Co było przyczyną wybuchu agresji po stronie Kapitana (nowy pseudonim bohatera, wytłumaczony koniecznością nazwy nie wpływającej na jego przemiany)? W jaskini czarodzieja Shazam, tam gdzie Billy urządził swoją bazę, pojawił się Solomon i Zeus. Bogowie są oburzeni poczynaniami czempiona dzierżącymi ich dary. Postanowili przejąć nad nim kontrolę. W jakim celu? Dowiemy się tego w następnych zeszytach!
Wrażenia z komiksu:
Obiecujący, bardzo dobry start nowej serii o Shazamie. Podobało mi się, że mówimy o dość kompletnej pozycji. Spełnia ona kontynuowanie następstw „Lazarus Planet” zarazem bazując na historii przystępnej dla nowego czytelnika. Zeszyt został ułożony tak, żebyśmy mogli poznać głównego bohatera, oba jego światy, które są istotne w jego życiu. Przytoczone informacje wystarczają, żebyśmy nie czuli potrzeby dalszego poznawania bohatera. W przeciwieństwie do „Green Arrow #1” nie jesteśmy rzuceni w środek sytuacji, dopiero tutaj zaczyna tworzyć się nowa historia.

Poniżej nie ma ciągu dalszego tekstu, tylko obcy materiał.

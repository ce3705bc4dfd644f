// Copyright (c) 2025 Kirky.X
//
// Licensed under the MIT License
// See LICENSE file in the project root for full license information.

/// 应用程序模块
///
/// 包含请求 DTO 和把各领域服务串起来的画廊会话
pub mod dto;
pub mod session;

pub use session::{GallerySession, SearchPhase, SearchTicket, SessionError};
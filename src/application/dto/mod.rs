// Copyright (c) 2025 Kirky.X
//
// Licensed under the MIT License
// See LICENSE file in the project root for full license information.

/// 数据传输对象模块
///
/// 定义进入应用层的请求结构及其校验规则
pub mod search_request;

pub use search_request::{PlatformSelectionDto, SearchRequestDto};
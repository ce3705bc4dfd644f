// Copyright (c) 2025 Kirky.X
//
// Licensed under the MIT License
// See LICENSE file in the project root for full license information.

use std::sync::Arc;

use footprint::domain::models::settings::{
    BorderPatch, CardPatch, FontFamily, FontPatch, LayoutMode, LayoutPatch, PagePatch, Settings,
    SettingsPatch,
};
use footprint::domain::repositories::storage_repository::KeyValueStore;
use footprint::domain::services::settings_store::{SettingsStore, LAYOUT_MODE_KEY, SETTINGS_KEY};
use footprint::infrastructure::storage::LocalStorage;
use tempfile::TempDir;

fn storage(dir: &TempDir) -> Arc<LocalStorage> {
    Arc::new(LocalStorage::new(dir.path()))
}

#[test]
fn test_update_then_reload_reproduces_settings() {
    let dir = TempDir::new().unwrap();
    let mut store = SettingsStore::load(storage(&dir));

    store
        .update(SettingsPatch {
            layout: Some(LayoutPatch {
                column_count: Some(4),
                grid_gap: Some(40),
            }),
            page: Some(PagePatch {
                container_padding: Some(16),
                background_image: Some(Some("https://images.example.com/bg.png".to_string())),
            }),
            card: Some(CardPatch {
                font: Some(FontPatch {
                    family: Some(FontFamily::OpenSans),
                    size: Some(18),
                    color: Some("#222222".to_string()),
                }),
                border: Some(BorderPatch {
                    width: Some(2),
                    color: Some("#00000080".to_string()),
                    radius: Some(8),
                }),
                height: Some(420),
            }),
        })
        .unwrap();
    store.set_layout_mode(LayoutMode::Coverflow).unwrap();
    let saved = store.settings().clone();

    let reloaded = SettingsStore::load(storage(&dir));
    assert_eq!(reloaded.settings(), &saved);
    assert_eq!(reloaded.layout_mode(), LayoutMode::Coverflow);
    assert_eq!(reloaded.settings().card.font.family, FontFamily::OpenSans);
}

#[test]
fn test_corrupt_storage_recovers_to_defaults() {
    let dir = TempDir::new().unwrap();
    let raw = storage(&dir);
    raw.set(SETTINGS_KEY, "{ not json").unwrap();
    raw.set(LAYOUT_MODE_KEY, "carousel").unwrap();

    let store = SettingsStore::load(raw);
    assert_eq!(store.settings(), &Settings::default());
    assert_eq!(store.layout_mode(), LayoutMode::Basic);
}

#[test]
fn test_out_of_range_stored_values_are_clamped() {
    let dir = TempDir::new().unwrap();
    let raw = storage(&dir);
    raw.set(
        SETTINGS_KEY,
        r##"{"layout":{"columnCount":12,"gridGap":-5},"card":{"height":900,"font":{"color":"blue"}}}"##,
    )
    .unwrap();

    let store = SettingsStore::load(raw);
    let settings = store.settings();
    assert_eq!(settings.layout.column_count, 6);
    assert_eq!(settings.layout.grid_gap, 0);
    assert_eq!(settings.card.height, 500);
    assert_eq!(settings.card.font.color, Settings::default().card.font.color);
}

#[test]
fn test_clear_removes_persisted_keys() {
    let dir = TempDir::new().unwrap();
    let raw = storage(&dir);
    let mut store = SettingsStore::load(raw.clone());
    store.set_layout_mode(LayoutMode::Masonry).unwrap();
    store
        .update(SettingsPatch {
            card: Some(CardPatch {
                height: Some(250),
                ..Default::default()
            }),
            ..Default::default()
        })
        .unwrap();

    store.clear().unwrap();
    assert!(raw.get(SETTINGS_KEY).unwrap().is_none());
    assert!(raw.get(LAYOUT_MODE_KEY).unwrap().is_none());
    assert_eq!(SettingsStore::load(raw).settings(), &Settings::default());
}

Mark Waid właściwie ujął oba światy Kapitana. Dowiadujemy się z czego wynika jego superbohaterskość, jak się w niej sprawdza. Również poznajemy prywatne, nastoletnie życie Billy’ego i jego rolę w tym wszystkim. Zaakcentowanie tego jest niezbędne do zrozumienia zachowania bohatera. Zachowania, które jest dość dojrzałe jak na swój wiek. Świadczy o tym sposób myślenia czy wykorzystywanie dostępnych zasobów.
Przez zasoby niekoniecznie miałem na myśli jaskinię Czarodzieja. To jest piękny ukłon w stronę filmu „Shazam. Gniew Bogów”. W komiksie znajdziemy większą ilość odnieść do dziedzictwa Shazama. Przez „dostępne zasoby” mówiłem o wykorzystywanie szeroko pojętnych mediów. Billy nie korzysta z Social Mediów w zapychaczowych sposób tylko łączy nastoletnie trendy z praktycznym zastosowaniem w superbohaterszczyźnie. Jest to przemyślane i ciekawe wykorzystanie kierunku. Pamiętajmy, że media są ważne w superbohaterszczyźnie, ponieważ każde działanie jest wystawione na opinię publiczną. Mark Waid wprowadził element, który może być istotny w obrazowaniu reakcji na działania Shazama i drugą stronę – jak Billy będzie się z tym czuł.
Na końcu dostaliśmy sprawnie działający cliffhanger. W nieinwazyjny sposób ustawiono kierunek serii, sedno problemu, zaciekawiając o co w tym wszystkim chodzi. Dawno tak nie byłem nakręcony na nowy tytuł, optymistycznie patrzę w przyszłość.
P.S. Koncept z kosmicznymi dinozaurami był pięknie szalony. Zwariowany sposób na nawiązanie do szaleństwa, piękna świata magii DC i dzieciństwa Billy’ego. Lubię takie zabiegi o ile zrobione są z głową – tutaj tak było.